--- Exercise inputs Enclosed Below ---
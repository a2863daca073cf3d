//! Manifest variable substitution
//!
//! Manifest strings may contain `{{home}}` and `{{hostname}}`. Both are
//! resolved once at startup and replaced literally wherever they appear.

use anyhow::{Context, Result};
use std::path::PathBuf;

/// Token replaced by the absolute home directory.
pub const HOME_TOKEN: &str = "{{home}}";

/// Token replaced by the local host name.
pub const HOSTNAME_TOKEN: &str = "{{hostname}}";

/// Runtime values for the substitution tokens.
#[derive(Debug, Clone, PartialEq, Eq)]
pub struct Variables {
    home: PathBuf,
    hostname: String,
}

impl Variables {
    /// Build a fixed variable set.
    pub fn new(home: impl Into<PathBuf>, hostname: impl Into<String>) -> Self {
        Self {
            home: home.into(),
            hostname: hostname.into(),
        }
    }

    /// Resolve the home directory and host name of the running process.
    pub fn detect() -> Result<Self> {
        let home = dirs::home_dir().context("Could not determine the home directory")?;
        let hostname = gethostname::gethostname()
            .into_string()
            .map_err(|raw| anyhow::anyhow!("Host name is not valid UTF-8: {:?}", raw))?;

        tracing::debug!(home = %home.display(), %hostname, "Resolved variables");
        Ok(Self::new(home, hostname))
    }

    pub fn home(&self) -> &PathBuf {
        &self.home
    }

    pub fn hostname(&self) -> &str {
        &self.hostname
    }

    /// Replace every known token in `input`.
    pub fn substitute(&self, input: &str) -> String {
        input
            .replace(HOME_TOKEN, &self.home.to_string_lossy())
            .replace(HOSTNAME_TOKEN, &self.hostname)
    }
}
--- End of Enclosed Exercise inputs ---
> _What the task requires_:
The lines to copy run from the first line of the entries to the line containing "pub const HOSTNAME_TOKEN: &str"; copy them exactly and output nothing else.

> _Solution to this task_:
repository a2863daca073cf3d
//! Manifest variable substitution
//!
//! Manifest strings may contain `{{home}}` and `{{hostname}}`. Both are
//! resolved once at startup and replaced literally wherever they appear.

use anyhow::{Context, Result};
use std::path::PathBuf;

/// Token replaced by the absolute home directory.
pub const HOME_TOKEN: &str = "{{home}}";

/// Token replaced by the local host name.
pub const HOSTNAME_TOKEN: &str = "{{hostname}}";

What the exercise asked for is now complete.